---------- Data to use

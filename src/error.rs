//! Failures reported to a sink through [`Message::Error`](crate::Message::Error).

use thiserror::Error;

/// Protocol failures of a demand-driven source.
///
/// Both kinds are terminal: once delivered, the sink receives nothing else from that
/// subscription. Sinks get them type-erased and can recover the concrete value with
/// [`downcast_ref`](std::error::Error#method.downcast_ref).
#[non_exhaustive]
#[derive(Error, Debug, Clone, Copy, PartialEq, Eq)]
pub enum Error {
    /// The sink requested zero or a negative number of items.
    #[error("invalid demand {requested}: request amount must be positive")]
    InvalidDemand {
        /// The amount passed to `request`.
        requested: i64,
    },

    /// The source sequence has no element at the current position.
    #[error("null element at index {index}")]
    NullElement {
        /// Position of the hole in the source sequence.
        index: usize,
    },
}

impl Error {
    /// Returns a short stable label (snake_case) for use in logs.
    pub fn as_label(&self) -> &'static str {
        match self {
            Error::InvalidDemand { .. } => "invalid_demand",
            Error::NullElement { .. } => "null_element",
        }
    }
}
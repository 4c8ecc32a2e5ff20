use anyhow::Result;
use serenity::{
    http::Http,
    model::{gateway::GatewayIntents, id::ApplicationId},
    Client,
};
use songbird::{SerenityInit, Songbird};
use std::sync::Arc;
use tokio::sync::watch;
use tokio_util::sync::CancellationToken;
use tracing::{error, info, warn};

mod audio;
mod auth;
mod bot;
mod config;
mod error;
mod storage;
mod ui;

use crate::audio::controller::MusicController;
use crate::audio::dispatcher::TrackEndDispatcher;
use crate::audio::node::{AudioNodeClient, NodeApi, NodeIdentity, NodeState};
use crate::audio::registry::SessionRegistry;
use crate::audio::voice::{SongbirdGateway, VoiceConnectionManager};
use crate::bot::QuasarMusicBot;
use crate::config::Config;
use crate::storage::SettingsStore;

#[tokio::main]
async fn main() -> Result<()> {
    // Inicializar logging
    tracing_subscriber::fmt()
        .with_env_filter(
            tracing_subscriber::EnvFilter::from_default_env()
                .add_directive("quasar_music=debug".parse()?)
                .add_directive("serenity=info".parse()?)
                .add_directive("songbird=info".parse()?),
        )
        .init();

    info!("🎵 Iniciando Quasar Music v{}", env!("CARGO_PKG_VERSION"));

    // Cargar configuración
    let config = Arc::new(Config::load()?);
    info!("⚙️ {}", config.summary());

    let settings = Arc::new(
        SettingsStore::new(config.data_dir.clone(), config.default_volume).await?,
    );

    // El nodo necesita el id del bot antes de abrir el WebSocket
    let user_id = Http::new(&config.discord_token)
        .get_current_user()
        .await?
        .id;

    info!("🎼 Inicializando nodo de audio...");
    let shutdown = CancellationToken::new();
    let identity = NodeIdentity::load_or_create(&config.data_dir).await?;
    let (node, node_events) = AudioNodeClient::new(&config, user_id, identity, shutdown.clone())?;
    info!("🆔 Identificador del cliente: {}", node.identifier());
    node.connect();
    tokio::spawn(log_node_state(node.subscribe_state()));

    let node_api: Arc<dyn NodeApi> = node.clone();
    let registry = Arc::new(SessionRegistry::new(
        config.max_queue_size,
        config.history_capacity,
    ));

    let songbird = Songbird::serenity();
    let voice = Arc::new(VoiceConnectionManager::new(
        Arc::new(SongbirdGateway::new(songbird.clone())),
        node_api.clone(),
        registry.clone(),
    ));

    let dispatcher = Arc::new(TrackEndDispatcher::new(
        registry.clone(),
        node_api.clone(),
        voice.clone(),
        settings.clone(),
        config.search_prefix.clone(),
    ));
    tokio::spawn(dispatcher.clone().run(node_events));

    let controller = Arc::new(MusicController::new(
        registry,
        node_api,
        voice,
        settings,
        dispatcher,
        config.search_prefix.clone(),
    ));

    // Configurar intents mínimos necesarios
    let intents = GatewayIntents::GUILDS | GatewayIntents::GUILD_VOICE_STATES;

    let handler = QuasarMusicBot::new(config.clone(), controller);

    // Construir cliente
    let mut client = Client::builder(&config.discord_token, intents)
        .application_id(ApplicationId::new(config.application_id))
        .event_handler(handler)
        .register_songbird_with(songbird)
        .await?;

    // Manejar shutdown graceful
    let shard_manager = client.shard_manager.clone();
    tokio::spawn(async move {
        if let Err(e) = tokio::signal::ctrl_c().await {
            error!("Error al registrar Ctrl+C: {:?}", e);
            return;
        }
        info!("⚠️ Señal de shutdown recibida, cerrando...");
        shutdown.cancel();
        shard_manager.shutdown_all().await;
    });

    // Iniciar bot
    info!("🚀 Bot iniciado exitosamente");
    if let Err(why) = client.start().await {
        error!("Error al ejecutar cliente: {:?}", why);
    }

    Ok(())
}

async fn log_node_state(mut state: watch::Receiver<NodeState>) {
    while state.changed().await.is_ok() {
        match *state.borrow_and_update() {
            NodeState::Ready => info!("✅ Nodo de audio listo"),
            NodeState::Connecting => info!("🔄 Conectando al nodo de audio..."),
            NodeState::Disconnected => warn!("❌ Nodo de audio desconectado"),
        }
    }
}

--------------------

Please give the records again exactly as they are.

* Result for this exercise:
filename src/error.rs
//! Failures reported to a sink through [`Message::Error`](crate::Message::Error).

use thiserror::Error;

/// Protocol failures of a demand-driven source.
///
/// Both kinds are terminal: once delivered, the sink receives nothing else from that
/// subscription. Sinks get them type-erased and can recover the concrete value with
/// [`downcast_ref`](std::error::Error#method.downcast_ref).
#[non_exhaustive]
#[derive(Error, Debug, Clone, Copy, PartialEq, Eq)]
pub enum Error {
    /// The sink requested zero or a negative number of items.
    #[error("invalid demand {requested}: request amount must be positive")]
    InvalidDemand {
        /// The amount passed to `request`.
        requested: i64,
    },

    /// The source sequence has no element at the current position.
    #[error("null element at index {index}")]
    NullElement {
        /// Position of the hole in the source sequence.
        index: usize,
    },
}

impl Error {
    /// Returns a short stable label (snake_case) for use in logs.
    pub fn as_label(&self) -> &'static str {
        match self {
            Error::InvalidDemand { .. } => "invalid_demand",
            Error::NullElement { .. } => "null_element",
        }
    }
}
repository 4c8ecc32a2e5ff20
use anyhow::Result;
use serenity::{
    http::Http,
    model::{gateway::GatewayIntents, id::ApplicationId},
    Client,
};
use songbird::{SerenityInit, Songbird};
use std::sync::Arc;
use tokio::sync::watch;
use tokio_util::sync::CancellationToken;
use tracing::{error, info, warn};

mod audio;
mod auth;
mod bot;
mod config;
mod error;
mod storage;
mod ui;

use crate::audio::controller::MusicController;
use crate::audio::dispatcher::TrackEndDispatcher;
use crate::audio::node::{AudioNodeClient, NodeApi, NodeIdentity, NodeState};
use crate::audio::registry::SessionRegistry;
use crate::audio::voice::{SongbirdGateway, VoiceConnectionManager};
use crate::bot::QuasarMusicBot;
use crate::config::Config;
use crate::storage::SettingsStore;

#[tokio::main]
async fn main() -> Result<()> {
    // Inicializar logging
    tracing_subscriber::fmt()
        .with_env_filter(
            tracing_subscriber::EnvFilter::from_default_env()
                .add_directive("quasar_music=debug".parse()?)
                .add_directive("serenity=info".parse()?)
                .add_directive("songbird=info".parse()?),
        )
        .init();

    info!("🎵 Iniciando Quasar Music v{}", env!("CARGO_PKG_VERSION"));

    // Cargar configuración
    let config = Arc::new(Config::load()?);
    info!("⚙️ {}", config.summary());

    let settings = Arc::new(
        SettingsStore::new(config.data_dir.clone(), config.default_volume).await?,
    );

    // El nodo necesita el id del bot antes de abrir el WebSocket
    let user_id = Http::new(&config.discord_token)
        .get_current_user()
        .await?
        .id;

    info!("🎼 Inicializando nodo de audio...");
    let shutdown = CancellationToken::new();
    let identity = NodeIdentity::load_or_create(&config.data_dir).await?;
    let (node, node_events) = AudioNodeClient::new(&config, user_id, identity, shutdown.clone())?;
    info!("🆔 Identificador del cliente: {}", node.identifier());
    node.connect();
    tokio::spawn(log_node_state(node.subscribe_state()));

    let node_api: Arc<dyn NodeApi> = node.clone();
    let registry = Arc::new(SessionRegistry::new(
        config.max_queue_size,
        config.history_capacity,
    ));

    let songbird = Songbird::serenity();
    let voice = Arc::new(VoiceConnectionManager::new(
        Arc::new(SongbirdGateway::new(songbird.clone())),
        node_api.clone(),
        registry.clone(),
    ));

    let dispatcher = Arc::new(TrackEndDispatcher::new(
        registry.clone(),
        node_api.clone(),
        voice.clone(),
        settings.clone(),
        config.search_prefix.clone(),
    ));
    tokio::spawn(dispatcher.clone().run(node_events));

    let controller = Arc::new(MusicController::new(
        registry,
        node_api,
        voice,
        settings,
        dispatcher,
        config.search_prefix.clone(),
    ));

    // Configurar intents mínimos necesarios
    let intents = GatewayIntents::GUILDS | GatewayIntents::GUILD_VOICE_STATES;

    let handler = QuasarMusicBot::new(config.clone(), controller);

    // Construir cliente
    let mut client = Client::builder(&config.discord_token, intents)
        .application_id(ApplicationId::new(config.application_id))
        .event_handler(handler)
        .register_songbird_with(songbird)
        .await?;

    // Manejar shutdown graceful
    let shard_manager = client.shard_manager.clone();
    tokio::spawn(async move {
        if let Err(e) = tokio::signal::ctrl_c().await {
            error!("Error al registrar Ctrl+C: {:?}", e);
            return;
        }
        info!("⚠️ Señal de shutdown recibida, cerrando...");
        shutdown.cancel();
        shard_manager.shutdown_all().await;
    });

    // Iniciar bot
    info!("🚀 Bot iniciado exitosamente");
    if let Err(why) = client.start().await {
        error!("Error al ejecutar cliente: {:?}", why);
    }

    Ok(())
}

async fn log_node_state(mut state: watch::Receiver<NodeState>) {
    while state.changed().await.is_ok() {
        match *state.borrow_and_update() {
            NodeState::Ready => info!("✅ Nodo de audio listo"),
            NodeState::Connecting => info!("🔄 Conectando al nodo de audio..."),
            NodeState::Disconnected => warn!("❌ Nodo de audio desconectado"),
        }
    }
}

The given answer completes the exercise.